24 yıllık bu kirli ve zulüm döneminde bir milyondan fazla insan katledildi, işkencelerle masum insanlar can verdi ve 10 milyon insan göç etmek zorunda kaldı.
Ne yazık ki, Suriye savaşında en büyük bedeli Türkiye olarak biz ödedik.
O günlerde bu kadar göçmenin geleceğini beklemedik. Bu kadar kalacaklarını da beklemiyorduk. Sonunda 100 milyar dolar gibi büyük bir harcama yapıldı.
Bugün Suriye’deki gelişmeler o kadar hızlı ilerledi ve ilerliyor ki, raporlar yayımlasanız kısa bir süre sonra geçersiz hale gelebilir.
Beşar Esed karşıtı güçlerin mücadelesinde yer alan birliklerin çoğunluğu HTŞ’ye bağlıdır. HTŞ, 2016 yılında El-Kaide’den ayrıldı. HTŞ, Halep ve Hama çevresinde aktif olan bir guruptur. HTŞ’nin lideri, daha önce El-Kaide’nin Suriye kolu El-Nusra Cephesi’ni yöneten Ebu Muhammed el-Culani'dir. HTŞ, El-Kaide’den ayrıldıktan sonra Culani, El-Kaide ile arasına mesafe koyarak yoluna devam etti.
... Ve
HTŞ’nin liderlik ettiği Beşar Esed güçlerine yönelik saldırıya katılan guruplar ise:
Feylak eş-Şam (Şam Kolordusu)
Ceyş el-İzza (İzzet Ordusu)
Sukur eş-Şam (Şam Şahinleri)
Ahrar eş-Şam (Şam Özgür Adamları)
Türkistan Tugayı
Ensar et-Tevhid (Tevhid Destekçileri)
Türkistan Tugayı (Özellikle dikkat çekicidir. Üyelerinin çoğu;
Orta Asya’dan (Özbekler ve Tacikler)
Çin’den (Uygurlar)
Ortadoğu ve Avrupa’dan gelen Suriyeli olmayan Arap savaşçılardan oluşuyor. Bunların çoğu, 2012-2015 yılları arasında Cihat için Suriye’ye gelmişlerdi.
Ayrıca Halep’in kuzeyindeki PKK, PYD ve YPK guruplara karşı savaşan tüm SMO grupları bu çatışmalarda yer alıyor.
SMO’nun üç taburu HTŞ liderliğindeki Esed karşıtı saldırılara katılıyor. Bunlar:
Süleyman Şah Tümeni
Hamza Tümeni
El-Cebhe eş-Şamiye (Levant Cephesi)
Türkiye tarafından destek gören SMO bünyesinde yabancı savaşçı yok, bazıları Suriyeli Türkmenler'den oluşuyor.

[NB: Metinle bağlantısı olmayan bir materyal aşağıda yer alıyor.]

//! Failure accounting for refilling the question queue.
//!
//! The session loop reports every failed refill here and gets back what to
//! do next: wait and retry, or escalate once the consecutive-failure budget
//! is spent. Waiting goes through [`Sleeper`] so tests never block.

use crate::config::SessionConfig;
use std::time::Duration;

/// Why a refill attempt failed
#[derive(Clone, Copy, Debug, PartialEq, Eq)]
pub enum FailureKind {
    /// The provider answered with no usable questions
    EmptyBatch,
    /// The provider call returned an error
    ProviderError,
}

/// What the session should do after a failure
#[derive(Clone, Copy, Debug, PartialEq, Eq)]
pub enum FailureAction {
    /// Wait this long, then retry the same refill
    Retry(Duration),
    /// Budget exhausted: fall back to local questions or give up
    Escalate,
}

/// Consecutive-failure counter with a fixed delay per failure kind
#[derive(Clone, Debug)]
pub struct RetryPolicy {
    max_failures: u32,
    empty_batch_delay: Duration,
    error_delay: Duration,
    consecutive_failures: u32,
}

impl RetryPolicy {
    pub fn new(max_failures: u32, empty_batch_delay: Duration, error_delay: Duration) -> Self {
        Self {
            max_failures: max_failures.max(1),
            empty_batch_delay,
            error_delay,
            consecutive_failures: 0,
        }
    }

    pub fn from_config(config: &SessionConfig) -> Self {
        Self::new(
            config.max_failures,
            config.empty_batch_backoff(),
            config.error_backoff(),
        )
    }

    /// Count a failure and decide the next step
    pub fn record_failure(&mut self, kind: FailureKind) -> FailureAction {
        self.consecutive_failures += 1;

        if self.consecutive_failures >= self.max_failures {
            return FailureAction::Escalate;
        }

        let delay = match kind {
            FailureKind::EmptyBatch => self.empty_batch_delay,
            FailureKind::ProviderError => self.error_delay,
        };
        FailureAction::Retry(delay)
    }

    /// Any successful refill (or a fallback) clears the counter
    pub fn reset(&mut self) {
        self.consecutive_failures = 0;
    }

    pub fn consecutive_failures(&self) -> u32 {
        self.consecutive_failures
    }

    pub fn max_failures(&self) -> u32 {
        self.max_failures
    }
}

impl Default for RetryPolicy {
    fn default() -> Self {
        Self::from_config(&SessionConfig::default())
    }
}

/// Blocking wait used for backoff
pub trait Sleeper {
    fn sleep(&mut self, duration: Duration);
}

/// Sleeps the current thread
#[derive(Clone, Copy, Debug, Default)]
pub struct ThreadSleeper;

impl Sleeper for ThreadSleeper {
    fn sleep(&mut self, duration: Duration) {
        std::thread::sleep(duration);
    }
}

/// Records requested waits instead of sleeping
#[derive(Clone, Debug, Default)]
pub struct RecordingSleeper {
    pub waits: Vec<Duration>,
}

impl Sleeper for RecordingSleeper {
    fn sleep(&mut self, duration: Duration) {
        self.waits.push(duration);
    }
}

En kalbi dileklerimle diliyor ve dua ediyorum ki, bundan sonra Suriye'de huzur olsun ve guruplar arasında iç savaş başlamasın! İşte o zaman büyük felaket olur! Ve göçler tekrar başlar!
Suriye’de maalesef mezhepsel nefret oldukça yüksektir. Özellikle Nusayri ve Şii nüfus, HTŞ ve diğer muhalif grupların ciddi intikam saldırılarına maruz kalma riski altında olabilir. Ancak lider Colani'nin verdiği mesajlar huzurlu bir Suriye'ye yöneliktir... Bu duruş çok sevindiricidir. En çok da yağmalamaların yaşanmamasıdır.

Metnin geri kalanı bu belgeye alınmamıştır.